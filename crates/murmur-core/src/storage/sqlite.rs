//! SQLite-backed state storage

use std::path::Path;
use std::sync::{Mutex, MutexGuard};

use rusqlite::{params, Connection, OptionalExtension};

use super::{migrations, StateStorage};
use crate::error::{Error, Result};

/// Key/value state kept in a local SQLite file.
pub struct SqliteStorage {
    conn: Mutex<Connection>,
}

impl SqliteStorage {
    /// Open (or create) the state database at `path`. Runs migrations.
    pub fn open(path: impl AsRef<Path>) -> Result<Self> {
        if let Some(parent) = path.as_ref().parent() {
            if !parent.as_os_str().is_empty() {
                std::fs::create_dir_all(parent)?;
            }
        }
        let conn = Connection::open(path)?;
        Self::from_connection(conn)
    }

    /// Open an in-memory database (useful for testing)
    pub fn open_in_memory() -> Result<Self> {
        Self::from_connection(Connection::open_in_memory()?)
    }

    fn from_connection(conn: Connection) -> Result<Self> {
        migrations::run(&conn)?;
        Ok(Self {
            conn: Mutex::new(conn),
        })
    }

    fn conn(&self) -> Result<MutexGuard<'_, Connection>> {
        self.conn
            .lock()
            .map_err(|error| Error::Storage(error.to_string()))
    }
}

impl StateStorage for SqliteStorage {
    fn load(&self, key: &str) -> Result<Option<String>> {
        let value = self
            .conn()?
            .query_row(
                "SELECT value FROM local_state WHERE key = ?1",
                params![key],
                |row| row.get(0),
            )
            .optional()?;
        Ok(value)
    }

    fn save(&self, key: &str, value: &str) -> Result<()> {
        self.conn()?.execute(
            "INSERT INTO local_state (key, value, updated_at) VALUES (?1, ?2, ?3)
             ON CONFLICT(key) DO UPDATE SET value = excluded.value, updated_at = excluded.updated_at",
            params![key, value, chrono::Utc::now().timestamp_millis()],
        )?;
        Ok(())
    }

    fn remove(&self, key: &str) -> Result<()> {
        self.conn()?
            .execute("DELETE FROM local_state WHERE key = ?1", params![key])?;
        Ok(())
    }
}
---
**BRIEF:** Everything from the first line of the listing above through the line holding "VALUES (?1, ?2, ?3)" must be retyped exactly; nothing else belongs in the reply.

**COMPLETED TASK:**
filename crates/murmur-core/src/storage/sqlite.rs
//! SQLite-backed state storage

use std::path::Path;
use std::sync::{Mutex, MutexGuard};

use rusqlite::{params, Connection, OptionalExtension};

use super::{migrations, StateStorage};
use crate::error::{Error, Result};

/// Key/value state kept in a local SQLite file.
pub struct SqliteStorage {
    conn: Mutex<Connection>,
}

impl SqliteStorage {
    /// Open (or create) the state database at `path`. Runs migrations.
    pub fn open(path: impl AsRef<Path>) -> Result<Self> {
        if let Some(parent) = path.as_ref().parent() {
            if !parent.as_os_str().is_empty() {
                std::fs::create_dir_all(parent)?;
            }
        }
        let conn = Connection::open(path)?;
        Self::from_connection(conn)
    }

    /// Open an in-memory database (useful for testing)
    pub fn open_in_memory() -> Result<Self> {
        Self::from_connection(Connection::open_in_memory()?)
    }

    fn from_connection(conn: Connection) -> Result<Self> {
        migrations::run(&conn)?;
        Ok(Self {
            conn: Mutex::new(conn),
        })
    }

    fn conn(&self) -> Result<MutexGuard<'_, Connection>> {
        self.conn
            .lock()
            .map_err(|error| Error::Storage(error.to_string()))
    }
}

impl StateStorage for SqliteStorage {
    fn load(&self, key: &str) -> Result<Option<String>> {
        let value = self
            .conn()?
            .query_row(
                "SELECT value FROM local_state WHERE key = ?1",
                params![key],
                |row| row.get(0),
            )
            .optional()?;
        Ok(value)
    }

    fn save(&self, key: &str, value: &str) -> Result<()> {
        self.conn()?.execute(
            "INSERT INTO local_state (key, value, updated_at) VALUES (?1, ?2, ?3)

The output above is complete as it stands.